Лихолетьева торопила Альфонсинку.
– Скорее, слышите! Или я навсегда провалю вашу комбинацию с поставкой.
Это было хорошим ударом кнута. Надо, не теряя минуты, действовать… А Искрицкая сама шла навстречу, ускоряя события.
Впорхнула, как всегда, нарядная, веселая, жизнерадостная и вдруг погасла.
– Что с вам, мадам Искрицки? Ви недовольни? By зет меконтант? Чем? Де-куда?..
– Ах, мадам Альфонсин… Уходит молодость… Этот проклятый грим! Как он портит, съедает кожу… Ваши кремы, компрессы, они помогают, освежают, но хотелось бы полного обновления, понимаете… Я слышала, этот ваш помощник…
– О, да! – ухватилась Альфонсинка. – Мосье Антонелли, се тен профессер! Он вам деляит завсем, завсем нови лицо… ту-тафе, новий…
– Это больно, опасно? Я так не выношу физической боли…
– Ничуть!.. Дю-ту!.. Мосье Антонелли имеит золоти рук. Это не опасно, ее не па данжере! Весь бомонд деляит себе нови лицо. Герцогиня ди Реверто, княгиня Липецки, княгиня Тоодоридзе, графиня Чечени, баронесса Шене фон Шенгауз…
Альфонсинка без конца сыпала громкими именами. Это подействовало на Искрицкую успокаивающе.
– В таком случае рискну…
Надо рискнуть, необходимо! Так жалко, так мучительно жалко расставаться с молодостью! Вне красоты и молодости нет успеха, нет жизни, радости, ничего нет для нее, для которой – тело и красота – все!.. Духовные интересы? Она их допускала в теории, но жить ими и только ими – ни за что!.. Вот почему она с ужасом думала о старости… Ведь наступит же когда-нибудь она… Располнеть, превратиться в комическую старуху и смешить публику своей безобразной толщиной? Лучше самоубийство! Лучше вовремя уйти со сцены, с подмостков не только опереточных, но и житейских…
После того, как она вызывала бурные восторги, появляясь то в античной тунике, в трико, в коротенькой юбочке, в лосинах и ботфортах, в придворном туалете опереточных королев и герцогинь, после всего этого вызывать хохот нелепыми скачками жирной гиппопотамихи? Брр… при одной мысли кидает в холод… И почему они так быстро жиреют, наши примадонны? Почему на западе артистка в пятьдесят лет еще стройна, изящна, пластична и с успехом играет молоденьких? Почему?..
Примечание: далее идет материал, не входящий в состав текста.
//! Stable integer IDs for types, elements and attributes
//!
//! Order: built-ins, then globals in source order (types, elements,
//! attributes), then nested declarations and anonymous types in pre-order
//! over the same globals followed by named groups and attribute groups.
//! Anonymous components are keyed by the address of the borrowed input
//! node, so the same schema value always yields the same numbering.

use std::collections::{BTreeMap, HashMap};

use tracing::{debug, instrument};

use super::resolver::SchemaIndex;
use crate::compiled::{AttrId, ElemId, TypeId, ANY_SIMPLE_TYPE, ANY_TYPE};
use crate::components::builtins::{TypeCategory, BUILTIN_TYPES};
use crate::components::{
    AttributeDecl, AttributeRef, AttributeUseDecl, BuiltinType, ComplexContent, ComplexTypeDef,
    DerivationMethod, DerivationSet, ElementDecl, ElementUse, Form, Particle, SimpleDerivation,
    SimpleTypeDef, Term, TypeDefinition, TypeRef,
};
use crate::namespaces::QName;

fn addr<T>(value: &T) -> usize {
    value as *const T as usize
}

/// What a TypeId stands for
#[derive(Debug, Clone, Copy)]
pub(crate) enum TypeSlot<'s> {
    Builtin(&'static BuiltinType),
    Simple(&'s SimpleTypeDef),
    Complex(&'s ComplexTypeDef),
    /// Anonymous text type of a simple-content restriction
    SimpleContent(&'s ComplexTypeDef),
}

#[derive(Debug, Clone)]
pub(crate) struct TypeInfo<'s> {
    pub slot: TypeSlot<'s>,
    pub name: Option<QName>,
}

impl TypeInfo<'_> {
    pub fn is_complex(&self) -> bool {
        match self.slot {
            TypeSlot::Builtin(b) => b.is_complex(),
            TypeSlot::Complex(_) => true,
            TypeSlot::Simple(_) | TypeSlot::SimpleContent(_) => false,
        }
    }

    pub fn display_name(&self) -> String {
        self.name
            .as_ref()
            .map_or_else(|| "anonymous".to_string(), QName::to_string)
    }
}

#[derive(Debug, Clone)]
pub(crate) struct ElementInfo<'s> {
    pub decl: &'s ElementDecl,
    pub name: QName,
    pub global: bool,
}

#[derive(Debug, Clone)]
pub(crate) struct AttributeInfo<'s> {
    pub decl: &'s AttributeDecl,
    pub name: QName,
    pub global: bool,
}

#[derive(Debug)]
pub(crate) struct Registry<'s> {
    pub types: Vec<TypeInfo<'s>>,
    pub elements: Vec<ElementInfo<'s>>,
    pub attributes: Vec<AttributeInfo<'s>>,
    pub global_types: BTreeMap<QName, TypeId>,
    pub global_elements: BTreeMap<QName, ElemId>,
    pub global_attributes: BTreeMap<QName, AttrId>,
    /// Owner complex type to its synthesized text type
    pub simple_content: BTreeMap<TypeId, TypeId>,
    /// Declared (or inherited) type of every element
    pub element_types: Vec<TypeId>,
    type_ids: HashMap<usize, TypeId>,
    element_ids: HashMap<usize, ElemId>,
    attribute_ids: HashMap<usize, AttrId>,
    schema_block: DerivationSet,
    schema_final: DerivationSet,
}

impl<'s> Registry<'s> {
    /// Assign IDs to everything reachable from the index
    #[instrument(skip_all)]
    pub fn build(index: &SchemaIndex<'s>) -> Self {
        let schema = index.schema;
        let mut registry = Registry {
            types: Vec::new(),
            elements: Vec::new(),
            attributes: Vec::new(),
            global_types: BTreeMap::new(),
            global_elements: BTreeMap::new(),
            global_attributes: BTreeMap::new(),
            simple_content: BTreeMap::new(),
            element_types: Vec::new(),
            type_ids: HashMap::new(),
            element_ids: HashMap::new(),
            attribute_ids: HashMap::new(),
            schema_block: schema.block_default,
            schema_final: schema.final_default,
        };

        for builtin in BUILTIN_TYPES.iter() {
            let name = QName::xsd(builtin.name);
            let id = registry.push_type(TypeSlot::Builtin(builtin), Some(name.clone()));
            registry.global_types.insert(name, id);
        }

        for def in &schema.types {
            let name = def.name().map(|local| schema.qname(local));
            let id = registry.push_type(slot_of(def), name.clone());
            registry.type_ids.insert(addr(def), id);
            if let Some(name) = name {
                registry.global_types.insert(name, id);
            }
        }
        for decl in &schema.elements {
            let name = schema.qname(&decl.name);
            let id = registry.push_element(decl, name.clone(), true);
            registry.global_elements.insert(name, id);
        }
        for decl in &schema.attributes {
            let name = schema.qname(&decl.name);
            let id = registry.push_attribute(decl, name.clone(), true);
            registry.global_attributes.insert(name, id);
        }

        let mut walker = Walker {
            registry: &mut registry,
            target_namespace: schema.target_namespace.as_deref(),
            element_form: schema.element_form_default,
            attribute_form: schema.attribute_form_default,
        };
        for def in &schema.types {
            if let Some(&owner) = walker.registry.type_ids.get(&addr(def)) {
                walker.walk_type(def, owner);
            }
        }
        for decl in &schema.elements {
            walker.walk_element(decl);
        }
        for decl in &schema.attributes {
            walker.walk_attribute(decl);
        }
        for def in &schema.groups {
            for particle in &def.group.particles {
                walker.walk_particle(particle);
            }
        }
        for def in &schema.attribute_groups {
            for use_ in &def.attributes {
                walker.walk_attribute_use(use_);
            }
        }

        debug!(
            types = registry.types.len(),
            elements = registry.elements.len(),
            attributes = registry.attributes.len(),
            "components registered"
        );
        registry
    }

    fn push_type(&mut self, slot: TypeSlot<'s>, name: Option<QName>) -> TypeId {
        let id = TypeId(self.types.len() as u32);
        self.types.push(TypeInfo { slot, name });
        id
    }

    fn push_element(&mut self, decl: &'s ElementDecl, name: QName, global: bool) -> ElemId {
        let id = ElemId(self.elements.len() as u32);
        self.elements.push(ElementInfo { decl, name, global });
        self.element_ids.insert(addr(decl), id);
        id
    }

    fn push_attribute(&mut self, decl: &'s AttributeDecl, name: QName, global: bool) -> AttrId {
        let id = AttrId(self.attributes.len() as u32);
        self.attributes.push(AttributeInfo { decl, name, global });
        self.attribute_ids.insert(addr(decl), id);
        id
    }

    pub fn type_info(&self, id: TypeId) -> &TypeInfo<'s> {
        &self.types[id.index()]
    }

    /// TypeId a reference points at
    pub fn type_of_ref(&self, type_ref: &TypeRef) -> Option<TypeId> {
        match type_ref {
            TypeRef::Named(name) => self.global_types.get(name).copied(),
            TypeRef::Inline(def) => self.type_ids.get(&addr(&**def)).copied(),
            TypeRef::Placeholder(_) => None,
        }
    }

    /// ElemId of a local or global declaration
    pub fn element_id(&self, decl: &ElementDecl) -> Option<ElemId> {
        self.element_ids.get(&addr(decl)).copied()
    }

    /// ElemId an element use points at
    pub fn element_of_use(&self, use_: &ElementUse) -> Option<ElemId> {
        match use_ {
            ElementUse::Local(decl) => self.element_id(decl),
            ElementUse::Ref(name) => self.global_elements.get(name).copied(),
        }
    }

    /// AttrId of a local or global declaration
    pub fn attribute_id(&self, decl: &AttributeDecl) -> Option<AttrId> {
        self.attribute_ids.get(&addr(decl)).copied()
    }

    /// AttrId an attribute use points at
    pub fn attribute_of_use(&self, use_: &AttributeUseDecl) -> Option<AttrId> {
        match &use_.attribute {
            AttributeRef::Local(decl) => self.attribute_id(decl),
            AttributeRef::Ref(name) => self.global_attributes.get(name).copied(),
        }
    }

    /// Base type and derivation step of a type
    pub fn base_of(&self, id: TypeId) -> Option<(TypeId, DerivationMethod)> {
        match self.type_info(id).slot {
            TypeSlot::Builtin(builtin) => {
                let base = builtin.base_type?;
                let base_id = self.global_types.get(&QName::xsd(base)).copied()?;
                let method = if builtin.category == TypeCategory::List {
                    DerivationMethod::List
                } else {
                    DerivationMethod::Restriction
                };
                Some((base_id, method))
            }
            TypeSlot::Simple(def) => match &def.derivation {
                SimpleDerivation::Restriction { base, .. } => {
                    Some((self.type_of_ref(base)?, DerivationMethod::Restriction))
                }
                SimpleDerivation::List { .. } => Some((ANY_SIMPLE_TYPE, DerivationMethod::List)),
                SimpleDerivation::Union { .. } => Some((ANY_SIMPLE_TYPE, DerivationMethod::Union)),
            },
            TypeSlot::Complex(def) => match def.base() {
                Some(base) => Some((self.type_of_ref(base)?, def.derivation())),
                None => Some((ANY_TYPE, DerivationMethod::Restriction)),
            },
            TypeSlot::SimpleContent(def) => def
                .base()
                .and_then(|base| self.type_of_ref(base))
                .map(|base| (base, DerivationMethod::Restriction)),
        }
    }

    /// Effective `block` of a complex type
    pub fn type_block(&self, def: &ComplexTypeDef) -> DerivationSet {
        def.block.unwrap_or(self.schema_block)
    }

    /// Effective `final` of a user-defined type
    pub fn type_final(&self, id: TypeId) -> DerivationSet {
        match self.type_info(id).slot {
            TypeSlot::Builtin(_) | TypeSlot::SimpleContent(_) => DerivationSet::empty(),
            TypeSlot::Simple(def) => def.final_set.unwrap_or(self.schema_final),
            TypeSlot::Complex(def) => def.final_set.unwrap_or(self.schema_final),
        }
    }

    /// Effective `block` of an element
    pub fn element_block(&self, decl: &ElementDecl) -> DerivationSet {
        decl.block.unwrap_or(self.schema_block)
    }

    /// Effective `final` of an element
    pub fn element_final(&self, decl: &ElementDecl) -> DerivationSet {
        decl.final_set.unwrap_or(self.schema_final)
    }

    /// Fill `element_types`; the substitution graph must already be acyclic
    pub fn assign_element_types(&mut self) {
        let mut types: Vec<Option<TypeId>> = vec![None; self.elements.len()];
        for i in 0..self.elements.len() {
            self.element_type_of(ElemId(i as u32), &mut types);
        }
        self.element_types = types.into_iter().map(|t| t.unwrap_or(ANY_TYPE)).collect();
    }

    fn element_type_of(&self, id: ElemId, memo: &mut Vec<Option<TypeId>>) -> TypeId {
        if let Some(known) = memo[id.index()] {
            return known;
        }
        let decl = self.elements[id.index()].decl;
        let resolved = match &decl.type_ref {
            Some(type_ref) => self.type_of_ref(type_ref).unwrap_or(ANY_TYPE),
            None => match decl
                .substitution_group
                .as_ref()
                .and_then(|head| self.global_elements.get(head).copied())
            {
                Some(head) if head != id => self.element_type_of(head, memo),
                _ => ANY_TYPE,
            },
        };
        memo[id.index()] = Some(resolved);
        resolved
    }

    /// Declared type of an element
    pub fn element_type(&self, id: ElemId) -> TypeId {
        self.element_types.get(id.index()).copied().unwrap_or(ANY_TYPE)
    }
}

fn slot_of(def: &TypeDefinition) -> TypeSlot<'_> {
    match def {
        TypeDefinition::Simple(st) => TypeSlot::Simple(st),
        TypeDefinition::Complex(ct) => TypeSlot::Complex(ct),
    }
}

struct Walker<'r, 's> {
    registry: &'r mut Registry<'s>,
    target_namespace: Option<&'s str>,
    element_form: Form,
    attribute_form: Form,
}

impl<'r, 's> Walker<'r, 's> {
    fn local_name(&self, name: &str, form: Option<Form>, default: Form) -> QName {
        match form.unwrap_or(default) {
            Form::Qualified => QName::new(self.target_namespace, name),
            Form::Unqualified => QName::local(name),
        }
    }

    fn walk_type_ref(&mut self, type_ref: &'s TypeRef) {
        if let TypeRef::Inline(def) = type_ref {
            let def: &'s TypeDefinition = def;
            let id = self.registry.push_type(slot_of(def), None);
            self.registry.type_ids.insert(addr(def), id);
            self.walk_type(def, id);
        }
    }

    fn walk_type(&mut self, def: &'s TypeDefinition, owner: TypeId) {
        match def {
            TypeDefinition::Simple(st) => match &st.derivation {
                SimpleDerivation::Restriction { base, .. } => self.walk_type_ref(base),
                SimpleDerivation::List { item_type } => self.walk_type_ref(item_type),
                SimpleDerivation::Union { member_types } => {
                    for member in member_types {
                        self.walk_type_ref(member);
                    }
                }
            },
            TypeDefinition::Complex(ct) => {
                match &ct.content {
                    ComplexContent::Empty => {}
                    ComplexContent::ElementOnly(particle) => self.walk_particle(particle),
                    ComplexContent::SimpleContent {
                        base, derivation, ..
                    } => {
                        self.walk_type_ref(base);
                        if *derivation == DerivationMethod::Restriction {
                            let id = self.registry.push_type(TypeSlot::SimpleContent(ct), None);
                            self.registry.simple_content.insert(owner, id);
                        }
                    }
                    ComplexContent::ComplexContent { base, particle, .. } => {
                        self.walk_type_ref(base);
                        if let Some(p) = particle {
                            self.walk_particle(p);
                        }
                    }
                }
                for use_ in &ct.attributes {
                    self.walk_attribute_use(use_);
                }
            }
        }
    }

    fn walk_particle(&mut self, particle: &'s Particle) {
        match &particle.term {
            Term::Element(ElementUse::Local(decl)) => {
                let decl: &'s ElementDecl = decl;
                let name = self.local_name(&decl.name, decl.form, self.element_form);
                self.registry.push_element(decl, name, false);
                self.walk_element(decl);
            }
            Term::Group(group) => {
                for child in &group.particles {
                    self.walk_particle(child);
                }
            }
            Term::Element(ElementUse::Ref(_)) | Term::Wildcard(_) | Term::GroupRef(_) => {}
        }
    }

    fn walk_element(&mut self, decl: &'s ElementDecl) {
        if let Some(type_ref) = &decl.type_ref {
            self.walk_type_ref(type_ref);
        }
    }

    fn walk_attribute_use(&mut self, use_: &'s AttributeUseDecl) {
        if let AttributeRef::Local(decl) = &use_.attribute {
            let name = self.local_name(&decl.name, decl.form, self.attribute_form);
            self.registry.push_attribute(decl, name, false);
            self.walk_attribute(decl);
        }
    }

    fn walk_attribute(&mut self, decl: &'s AttributeDecl) {
        if let Some(type_ref) = &decl.type_ref {
            self.walk_type_ref(type_ref);
        }
    }
}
Мадам Карнац представила Искрицкой своего бакенбардиста.
– Мадам, пермете де ву презанте… мосье Антонелли, профессер…
Этот господин с плебейским носом в сизых жилках не внушил особенного доверия артистке. Но, с другой стороны, он «делал лицо» чуть ли не всем стареющим дамам петроградского общества.
Карнац уверяла, что его и за границу приглашали на гастроли…
– Мосье Антонелли очинь скромни!
– Я скромный, да… Я не люблю о себе говорить… да, – повторил Седух, так злодейски пронизывая артистку глазами, – любой писарь из главного штаба позавидовал бы…
– Вы знаете, мадам Искрицки… Когда королева саксинки Люиз виходиль за композитер Тезелли, синьор профессер ездиль а Флоранс делять нови лицо, а сон альтес рояль… ее величеств…
Искрицкая, поборов свой страх к физической боли, согласилась. Назначили день первого «сеанса». Мадам Карнац спросила своего друга:
– А что ви думает делять? Он не умирает?..
Седух пожал плечами…
– Зачем умереть… зачем, да… В Константинополе один фанариот меня научил… Он поставлял свою мазь султанским одалискам, одалискам… да… Если которая «из новеньких» понравится султану, понравится… да, ну, старые ханумы начинают интриговать… Сейчас фанариота за бока: давай мазь… Вымажет лицо… все пойдет гнойными струпьями, струпьями, да…
– Me ce террибль! Это ужасни! – всплеснула коротенькими пухлыми руками Альфонсинка.
– А вы что думали, игрушечки? Это вам не игрушечки, да…
Елена Матвеевна все торопила, торопила… Бакенбардист думал сначала первые два сеанса сделать безвредными, чтобы не запугать сразу Искрицкую, но под властным давлением высокопревосходительной соперницы пришлось, как он сказал, сразу взять быка за рога.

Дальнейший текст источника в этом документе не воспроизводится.